◆ WORK INSTRUCTION
In the data below, locate each line with the word "super" and list it.

Dataset excerpts:
########
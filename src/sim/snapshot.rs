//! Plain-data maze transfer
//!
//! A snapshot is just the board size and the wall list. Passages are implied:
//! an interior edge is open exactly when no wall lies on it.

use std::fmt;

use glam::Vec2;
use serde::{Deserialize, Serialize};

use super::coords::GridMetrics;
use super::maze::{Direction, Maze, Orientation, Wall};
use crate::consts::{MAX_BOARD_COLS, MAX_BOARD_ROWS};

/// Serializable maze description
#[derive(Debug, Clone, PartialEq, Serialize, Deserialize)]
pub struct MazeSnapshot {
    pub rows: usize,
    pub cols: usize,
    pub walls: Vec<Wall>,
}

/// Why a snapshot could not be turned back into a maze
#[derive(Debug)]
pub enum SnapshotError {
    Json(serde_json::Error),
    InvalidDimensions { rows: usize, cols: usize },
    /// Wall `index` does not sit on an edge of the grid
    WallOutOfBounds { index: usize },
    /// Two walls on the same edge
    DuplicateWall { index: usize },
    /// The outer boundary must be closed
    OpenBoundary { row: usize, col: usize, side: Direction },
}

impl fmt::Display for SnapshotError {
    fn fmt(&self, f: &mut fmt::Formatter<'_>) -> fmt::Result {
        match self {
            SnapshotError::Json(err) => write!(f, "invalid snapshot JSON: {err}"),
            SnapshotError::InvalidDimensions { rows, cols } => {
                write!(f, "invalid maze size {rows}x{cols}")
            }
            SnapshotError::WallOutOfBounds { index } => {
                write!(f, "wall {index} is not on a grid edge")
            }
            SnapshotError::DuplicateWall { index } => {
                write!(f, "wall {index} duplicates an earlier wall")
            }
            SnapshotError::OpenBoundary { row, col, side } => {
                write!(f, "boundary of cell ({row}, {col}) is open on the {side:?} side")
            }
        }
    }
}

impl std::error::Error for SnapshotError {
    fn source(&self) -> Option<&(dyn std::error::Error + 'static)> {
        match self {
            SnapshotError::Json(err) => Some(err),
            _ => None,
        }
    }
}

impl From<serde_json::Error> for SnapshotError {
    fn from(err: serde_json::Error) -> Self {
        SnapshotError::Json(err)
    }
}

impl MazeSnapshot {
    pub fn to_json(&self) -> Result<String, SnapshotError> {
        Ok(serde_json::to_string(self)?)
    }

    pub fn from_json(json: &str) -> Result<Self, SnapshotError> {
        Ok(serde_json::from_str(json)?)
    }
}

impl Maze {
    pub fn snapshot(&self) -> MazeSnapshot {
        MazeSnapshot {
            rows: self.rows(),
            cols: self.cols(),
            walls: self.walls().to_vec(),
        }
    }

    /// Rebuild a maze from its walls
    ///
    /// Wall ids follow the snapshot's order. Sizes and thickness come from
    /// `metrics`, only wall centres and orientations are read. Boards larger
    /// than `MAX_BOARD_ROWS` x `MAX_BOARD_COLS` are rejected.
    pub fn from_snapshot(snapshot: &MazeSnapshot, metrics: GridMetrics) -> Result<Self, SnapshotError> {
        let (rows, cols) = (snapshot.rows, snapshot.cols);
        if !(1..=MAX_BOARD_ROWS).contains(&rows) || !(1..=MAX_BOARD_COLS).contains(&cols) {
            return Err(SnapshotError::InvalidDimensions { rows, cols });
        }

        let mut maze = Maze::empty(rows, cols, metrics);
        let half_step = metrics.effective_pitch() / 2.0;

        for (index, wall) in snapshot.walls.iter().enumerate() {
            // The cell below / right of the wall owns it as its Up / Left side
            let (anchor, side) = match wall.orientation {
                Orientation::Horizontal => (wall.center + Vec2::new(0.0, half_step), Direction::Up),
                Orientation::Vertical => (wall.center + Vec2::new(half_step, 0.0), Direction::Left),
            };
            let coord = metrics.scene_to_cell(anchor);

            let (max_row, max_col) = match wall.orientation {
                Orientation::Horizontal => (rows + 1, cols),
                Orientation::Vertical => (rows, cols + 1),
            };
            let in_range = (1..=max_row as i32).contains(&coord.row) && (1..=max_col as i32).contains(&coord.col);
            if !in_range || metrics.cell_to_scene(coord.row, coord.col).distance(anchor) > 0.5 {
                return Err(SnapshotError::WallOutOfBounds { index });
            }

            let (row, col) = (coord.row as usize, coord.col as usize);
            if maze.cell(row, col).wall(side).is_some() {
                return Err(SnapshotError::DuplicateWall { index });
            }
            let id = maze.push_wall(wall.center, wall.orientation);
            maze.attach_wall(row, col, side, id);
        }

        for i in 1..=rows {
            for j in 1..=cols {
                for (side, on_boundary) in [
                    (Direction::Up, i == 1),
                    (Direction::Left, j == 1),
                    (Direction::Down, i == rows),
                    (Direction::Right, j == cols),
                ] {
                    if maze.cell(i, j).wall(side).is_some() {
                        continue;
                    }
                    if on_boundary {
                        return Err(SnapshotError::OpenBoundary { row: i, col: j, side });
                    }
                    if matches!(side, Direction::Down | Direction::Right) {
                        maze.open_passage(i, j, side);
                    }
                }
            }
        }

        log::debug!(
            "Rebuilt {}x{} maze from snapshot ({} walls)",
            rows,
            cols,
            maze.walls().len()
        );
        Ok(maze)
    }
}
########
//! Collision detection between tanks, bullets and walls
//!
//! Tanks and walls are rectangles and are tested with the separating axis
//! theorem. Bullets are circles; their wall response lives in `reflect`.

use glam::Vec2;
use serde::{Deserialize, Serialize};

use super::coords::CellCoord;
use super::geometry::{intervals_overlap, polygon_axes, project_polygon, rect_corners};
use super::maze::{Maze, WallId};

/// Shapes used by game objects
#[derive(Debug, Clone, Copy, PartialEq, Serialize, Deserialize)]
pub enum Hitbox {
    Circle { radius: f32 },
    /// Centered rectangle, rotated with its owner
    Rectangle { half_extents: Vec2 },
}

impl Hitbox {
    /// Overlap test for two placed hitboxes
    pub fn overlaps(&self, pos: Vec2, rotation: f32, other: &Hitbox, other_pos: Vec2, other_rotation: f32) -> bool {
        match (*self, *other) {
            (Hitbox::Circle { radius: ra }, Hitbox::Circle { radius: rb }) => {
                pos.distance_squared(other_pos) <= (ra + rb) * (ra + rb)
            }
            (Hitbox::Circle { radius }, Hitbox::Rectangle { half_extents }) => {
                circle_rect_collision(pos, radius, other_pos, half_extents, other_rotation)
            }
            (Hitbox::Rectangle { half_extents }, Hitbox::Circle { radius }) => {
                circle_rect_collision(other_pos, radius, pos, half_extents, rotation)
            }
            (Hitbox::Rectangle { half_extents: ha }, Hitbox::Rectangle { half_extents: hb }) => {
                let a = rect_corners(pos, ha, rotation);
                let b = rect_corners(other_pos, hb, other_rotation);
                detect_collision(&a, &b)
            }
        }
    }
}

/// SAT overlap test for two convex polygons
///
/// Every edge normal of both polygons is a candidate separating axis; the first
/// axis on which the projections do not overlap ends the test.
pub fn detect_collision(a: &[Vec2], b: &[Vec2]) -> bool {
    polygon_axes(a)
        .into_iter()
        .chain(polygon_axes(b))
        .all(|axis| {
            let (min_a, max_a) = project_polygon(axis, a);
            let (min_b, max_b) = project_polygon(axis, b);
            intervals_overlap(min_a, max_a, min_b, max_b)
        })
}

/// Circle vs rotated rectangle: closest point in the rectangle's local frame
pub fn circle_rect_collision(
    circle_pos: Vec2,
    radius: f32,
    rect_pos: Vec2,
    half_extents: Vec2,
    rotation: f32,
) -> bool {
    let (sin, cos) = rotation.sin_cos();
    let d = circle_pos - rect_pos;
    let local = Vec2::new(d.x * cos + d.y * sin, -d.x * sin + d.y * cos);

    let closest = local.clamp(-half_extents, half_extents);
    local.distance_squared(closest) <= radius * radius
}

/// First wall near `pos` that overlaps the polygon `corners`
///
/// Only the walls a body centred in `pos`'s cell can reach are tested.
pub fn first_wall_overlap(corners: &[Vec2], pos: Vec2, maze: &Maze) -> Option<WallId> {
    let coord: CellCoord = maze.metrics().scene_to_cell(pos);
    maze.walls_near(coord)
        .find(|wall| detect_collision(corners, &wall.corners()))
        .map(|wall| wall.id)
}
########
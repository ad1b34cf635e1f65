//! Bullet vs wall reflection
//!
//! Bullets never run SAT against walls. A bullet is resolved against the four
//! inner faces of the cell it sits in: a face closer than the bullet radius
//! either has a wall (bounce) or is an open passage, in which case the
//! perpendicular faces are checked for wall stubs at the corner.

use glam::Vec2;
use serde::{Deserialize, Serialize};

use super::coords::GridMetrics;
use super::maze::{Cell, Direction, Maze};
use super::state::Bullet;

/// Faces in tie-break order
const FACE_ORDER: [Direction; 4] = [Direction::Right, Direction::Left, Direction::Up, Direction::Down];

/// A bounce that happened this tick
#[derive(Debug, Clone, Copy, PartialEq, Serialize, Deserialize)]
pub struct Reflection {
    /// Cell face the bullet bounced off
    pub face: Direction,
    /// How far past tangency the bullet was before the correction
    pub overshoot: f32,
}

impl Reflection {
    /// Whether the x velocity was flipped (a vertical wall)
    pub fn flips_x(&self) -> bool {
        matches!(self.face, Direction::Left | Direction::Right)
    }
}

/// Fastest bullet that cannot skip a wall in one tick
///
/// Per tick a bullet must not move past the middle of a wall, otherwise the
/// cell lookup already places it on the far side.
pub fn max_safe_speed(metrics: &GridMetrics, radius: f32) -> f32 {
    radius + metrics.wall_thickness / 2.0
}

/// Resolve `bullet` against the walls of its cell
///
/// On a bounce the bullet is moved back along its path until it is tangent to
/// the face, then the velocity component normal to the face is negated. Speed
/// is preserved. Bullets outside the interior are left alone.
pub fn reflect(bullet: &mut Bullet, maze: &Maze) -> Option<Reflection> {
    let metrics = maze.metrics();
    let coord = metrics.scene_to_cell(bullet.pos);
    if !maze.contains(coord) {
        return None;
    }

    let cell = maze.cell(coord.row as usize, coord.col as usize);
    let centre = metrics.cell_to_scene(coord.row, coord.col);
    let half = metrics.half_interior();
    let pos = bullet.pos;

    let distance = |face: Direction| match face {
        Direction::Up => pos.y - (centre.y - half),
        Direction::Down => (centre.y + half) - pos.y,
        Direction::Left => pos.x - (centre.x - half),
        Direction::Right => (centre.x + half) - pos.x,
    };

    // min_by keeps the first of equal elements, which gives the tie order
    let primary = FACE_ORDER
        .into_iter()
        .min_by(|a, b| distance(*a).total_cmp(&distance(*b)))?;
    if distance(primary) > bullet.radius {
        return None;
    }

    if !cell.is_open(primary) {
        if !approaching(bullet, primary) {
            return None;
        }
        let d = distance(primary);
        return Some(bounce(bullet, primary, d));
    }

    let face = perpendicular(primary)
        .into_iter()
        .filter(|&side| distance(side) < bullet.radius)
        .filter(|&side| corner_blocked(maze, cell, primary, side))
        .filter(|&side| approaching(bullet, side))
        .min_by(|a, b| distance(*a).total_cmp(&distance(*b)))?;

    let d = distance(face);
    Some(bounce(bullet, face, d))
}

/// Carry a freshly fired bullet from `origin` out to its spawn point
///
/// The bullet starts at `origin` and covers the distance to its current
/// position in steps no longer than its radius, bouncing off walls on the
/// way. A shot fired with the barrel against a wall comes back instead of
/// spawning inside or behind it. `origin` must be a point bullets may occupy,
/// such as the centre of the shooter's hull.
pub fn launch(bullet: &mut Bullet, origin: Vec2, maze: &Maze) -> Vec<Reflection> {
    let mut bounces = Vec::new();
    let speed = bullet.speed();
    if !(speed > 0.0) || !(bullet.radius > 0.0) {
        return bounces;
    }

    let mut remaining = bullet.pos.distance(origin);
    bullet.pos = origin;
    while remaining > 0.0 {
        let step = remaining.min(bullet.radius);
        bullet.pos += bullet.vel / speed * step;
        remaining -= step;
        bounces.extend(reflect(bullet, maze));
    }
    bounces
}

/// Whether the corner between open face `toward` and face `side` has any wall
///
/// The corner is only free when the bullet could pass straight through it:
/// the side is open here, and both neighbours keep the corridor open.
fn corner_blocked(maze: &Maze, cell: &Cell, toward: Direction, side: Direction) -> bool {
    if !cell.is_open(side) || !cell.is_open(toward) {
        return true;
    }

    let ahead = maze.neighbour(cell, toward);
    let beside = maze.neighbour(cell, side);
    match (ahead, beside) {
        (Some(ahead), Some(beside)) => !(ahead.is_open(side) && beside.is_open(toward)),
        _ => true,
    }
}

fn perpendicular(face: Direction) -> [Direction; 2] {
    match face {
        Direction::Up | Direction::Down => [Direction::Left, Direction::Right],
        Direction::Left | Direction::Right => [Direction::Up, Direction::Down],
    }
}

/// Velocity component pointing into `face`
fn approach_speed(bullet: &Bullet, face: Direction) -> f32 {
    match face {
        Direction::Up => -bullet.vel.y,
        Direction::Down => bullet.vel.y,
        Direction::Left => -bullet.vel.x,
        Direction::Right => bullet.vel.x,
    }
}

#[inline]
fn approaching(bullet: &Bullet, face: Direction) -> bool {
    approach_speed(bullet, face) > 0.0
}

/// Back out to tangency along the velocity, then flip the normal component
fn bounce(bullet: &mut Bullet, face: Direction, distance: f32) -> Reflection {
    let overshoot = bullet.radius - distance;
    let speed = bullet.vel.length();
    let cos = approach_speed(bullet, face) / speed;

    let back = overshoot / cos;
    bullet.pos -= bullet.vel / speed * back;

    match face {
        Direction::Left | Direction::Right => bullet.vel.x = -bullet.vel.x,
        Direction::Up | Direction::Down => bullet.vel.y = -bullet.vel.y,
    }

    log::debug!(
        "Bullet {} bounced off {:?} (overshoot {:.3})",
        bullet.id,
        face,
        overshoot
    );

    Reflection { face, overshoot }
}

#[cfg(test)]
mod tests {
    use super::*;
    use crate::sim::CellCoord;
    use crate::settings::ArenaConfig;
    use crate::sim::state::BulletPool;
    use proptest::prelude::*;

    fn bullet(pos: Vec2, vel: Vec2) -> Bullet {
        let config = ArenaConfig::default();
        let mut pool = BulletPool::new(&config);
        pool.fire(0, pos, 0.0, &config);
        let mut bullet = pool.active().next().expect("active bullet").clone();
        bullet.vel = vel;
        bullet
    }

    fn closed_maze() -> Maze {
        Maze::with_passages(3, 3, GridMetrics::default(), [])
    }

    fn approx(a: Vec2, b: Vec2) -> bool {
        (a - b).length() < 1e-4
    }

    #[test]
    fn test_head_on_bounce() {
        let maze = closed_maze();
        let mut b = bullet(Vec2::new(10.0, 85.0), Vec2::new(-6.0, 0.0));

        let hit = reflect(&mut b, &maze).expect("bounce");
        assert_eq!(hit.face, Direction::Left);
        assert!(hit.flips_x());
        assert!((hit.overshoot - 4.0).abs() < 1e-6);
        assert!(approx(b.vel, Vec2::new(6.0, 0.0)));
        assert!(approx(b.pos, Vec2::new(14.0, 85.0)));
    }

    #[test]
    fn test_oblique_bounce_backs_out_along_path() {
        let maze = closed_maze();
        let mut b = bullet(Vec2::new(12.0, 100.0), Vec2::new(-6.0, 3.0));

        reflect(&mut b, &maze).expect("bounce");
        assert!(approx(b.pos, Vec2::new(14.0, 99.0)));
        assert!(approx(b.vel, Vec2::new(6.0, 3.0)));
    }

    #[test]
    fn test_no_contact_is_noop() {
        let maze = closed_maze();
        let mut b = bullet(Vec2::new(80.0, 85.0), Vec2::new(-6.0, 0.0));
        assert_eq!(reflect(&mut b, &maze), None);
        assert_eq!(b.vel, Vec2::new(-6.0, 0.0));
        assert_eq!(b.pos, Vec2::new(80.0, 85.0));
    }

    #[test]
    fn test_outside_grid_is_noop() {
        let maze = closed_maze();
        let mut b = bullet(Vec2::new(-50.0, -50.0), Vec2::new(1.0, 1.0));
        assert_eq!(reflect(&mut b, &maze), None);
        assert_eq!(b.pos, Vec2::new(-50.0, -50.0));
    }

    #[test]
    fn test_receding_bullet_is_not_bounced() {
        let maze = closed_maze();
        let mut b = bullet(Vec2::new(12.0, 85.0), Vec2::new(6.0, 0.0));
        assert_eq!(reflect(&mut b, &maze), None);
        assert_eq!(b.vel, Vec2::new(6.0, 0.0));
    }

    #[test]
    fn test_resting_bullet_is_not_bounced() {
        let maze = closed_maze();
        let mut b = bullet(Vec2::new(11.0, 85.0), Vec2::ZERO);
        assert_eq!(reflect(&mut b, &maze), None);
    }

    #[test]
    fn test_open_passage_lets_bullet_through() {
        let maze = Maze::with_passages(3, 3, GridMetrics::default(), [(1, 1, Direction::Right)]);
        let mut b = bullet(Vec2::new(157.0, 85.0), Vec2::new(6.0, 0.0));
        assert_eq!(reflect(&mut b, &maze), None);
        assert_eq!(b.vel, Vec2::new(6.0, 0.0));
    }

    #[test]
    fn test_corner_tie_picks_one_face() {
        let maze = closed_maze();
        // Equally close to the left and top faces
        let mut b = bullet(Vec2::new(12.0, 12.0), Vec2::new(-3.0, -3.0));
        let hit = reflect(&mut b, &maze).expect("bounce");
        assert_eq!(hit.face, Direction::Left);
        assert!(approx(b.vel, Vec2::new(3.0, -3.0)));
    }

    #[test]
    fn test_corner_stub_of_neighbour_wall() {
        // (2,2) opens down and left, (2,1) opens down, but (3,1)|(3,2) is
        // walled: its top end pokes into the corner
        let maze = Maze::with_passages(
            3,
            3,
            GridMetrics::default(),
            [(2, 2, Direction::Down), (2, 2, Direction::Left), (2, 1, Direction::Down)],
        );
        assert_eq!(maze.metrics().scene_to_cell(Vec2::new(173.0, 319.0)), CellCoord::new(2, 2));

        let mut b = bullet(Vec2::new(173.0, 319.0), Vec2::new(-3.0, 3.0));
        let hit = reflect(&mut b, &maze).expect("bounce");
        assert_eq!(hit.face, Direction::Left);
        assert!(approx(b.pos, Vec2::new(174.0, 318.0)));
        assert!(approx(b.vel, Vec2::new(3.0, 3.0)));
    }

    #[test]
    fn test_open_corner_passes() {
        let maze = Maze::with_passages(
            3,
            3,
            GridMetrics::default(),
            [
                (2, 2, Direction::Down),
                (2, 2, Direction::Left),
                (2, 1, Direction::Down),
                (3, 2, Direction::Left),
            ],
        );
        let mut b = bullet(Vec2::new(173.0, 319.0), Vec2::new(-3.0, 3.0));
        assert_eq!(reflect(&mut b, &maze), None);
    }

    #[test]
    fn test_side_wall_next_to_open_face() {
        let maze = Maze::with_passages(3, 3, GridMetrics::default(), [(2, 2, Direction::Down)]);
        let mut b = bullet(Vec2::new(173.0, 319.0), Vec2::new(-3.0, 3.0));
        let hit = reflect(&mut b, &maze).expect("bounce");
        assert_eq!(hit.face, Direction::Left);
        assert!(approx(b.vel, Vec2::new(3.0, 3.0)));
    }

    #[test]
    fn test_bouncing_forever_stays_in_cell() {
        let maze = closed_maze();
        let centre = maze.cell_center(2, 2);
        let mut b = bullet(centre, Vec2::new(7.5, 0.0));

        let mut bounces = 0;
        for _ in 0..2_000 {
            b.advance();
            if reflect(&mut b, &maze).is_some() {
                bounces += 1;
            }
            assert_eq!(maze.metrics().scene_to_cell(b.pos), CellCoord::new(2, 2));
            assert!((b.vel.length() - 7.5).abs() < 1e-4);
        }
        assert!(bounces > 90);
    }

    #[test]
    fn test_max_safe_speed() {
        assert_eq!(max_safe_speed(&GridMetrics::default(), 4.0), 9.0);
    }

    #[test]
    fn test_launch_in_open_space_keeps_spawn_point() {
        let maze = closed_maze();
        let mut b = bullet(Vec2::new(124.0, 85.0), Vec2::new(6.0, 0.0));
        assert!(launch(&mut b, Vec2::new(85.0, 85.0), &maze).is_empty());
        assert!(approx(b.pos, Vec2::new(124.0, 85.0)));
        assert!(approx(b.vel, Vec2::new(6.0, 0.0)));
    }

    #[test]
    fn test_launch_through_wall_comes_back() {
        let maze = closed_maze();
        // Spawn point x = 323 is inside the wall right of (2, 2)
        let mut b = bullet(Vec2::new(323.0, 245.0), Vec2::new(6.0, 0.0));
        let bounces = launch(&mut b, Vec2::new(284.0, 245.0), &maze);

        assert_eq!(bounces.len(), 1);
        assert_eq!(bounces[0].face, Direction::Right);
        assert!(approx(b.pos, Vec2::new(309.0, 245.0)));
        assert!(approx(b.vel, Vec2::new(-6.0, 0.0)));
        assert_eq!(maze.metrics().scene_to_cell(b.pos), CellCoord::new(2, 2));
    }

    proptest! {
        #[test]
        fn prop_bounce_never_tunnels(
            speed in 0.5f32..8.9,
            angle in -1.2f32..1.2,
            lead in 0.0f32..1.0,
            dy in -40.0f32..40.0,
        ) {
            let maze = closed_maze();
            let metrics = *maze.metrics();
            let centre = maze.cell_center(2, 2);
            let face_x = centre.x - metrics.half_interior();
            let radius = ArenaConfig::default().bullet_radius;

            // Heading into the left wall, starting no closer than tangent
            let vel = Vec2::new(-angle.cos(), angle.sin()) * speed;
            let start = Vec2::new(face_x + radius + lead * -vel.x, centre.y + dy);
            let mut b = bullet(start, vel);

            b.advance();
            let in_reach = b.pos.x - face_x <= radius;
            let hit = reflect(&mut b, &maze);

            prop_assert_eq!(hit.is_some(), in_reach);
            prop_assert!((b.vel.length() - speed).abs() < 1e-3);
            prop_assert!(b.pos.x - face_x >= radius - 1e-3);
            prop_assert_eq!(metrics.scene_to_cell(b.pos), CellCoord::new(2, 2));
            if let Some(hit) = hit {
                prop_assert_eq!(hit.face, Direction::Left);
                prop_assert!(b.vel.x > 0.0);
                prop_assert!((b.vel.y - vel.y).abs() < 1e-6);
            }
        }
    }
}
########
◆ ANSWER SPACE
use super::coords::GridMetrics;
use super::maze::{Direction, Maze, Orientation, Wall};
use super::coords::CellCoord;
use super::geometry::{intervals_overlap, polygon_axes, project_polygon, rect_corners};
use super::maze::{Maze, WallId};
use super::coords::GridMetrics;
use super::maze::{Cell, Direction, Maze};
use super::state::Bullet;
    use super::*;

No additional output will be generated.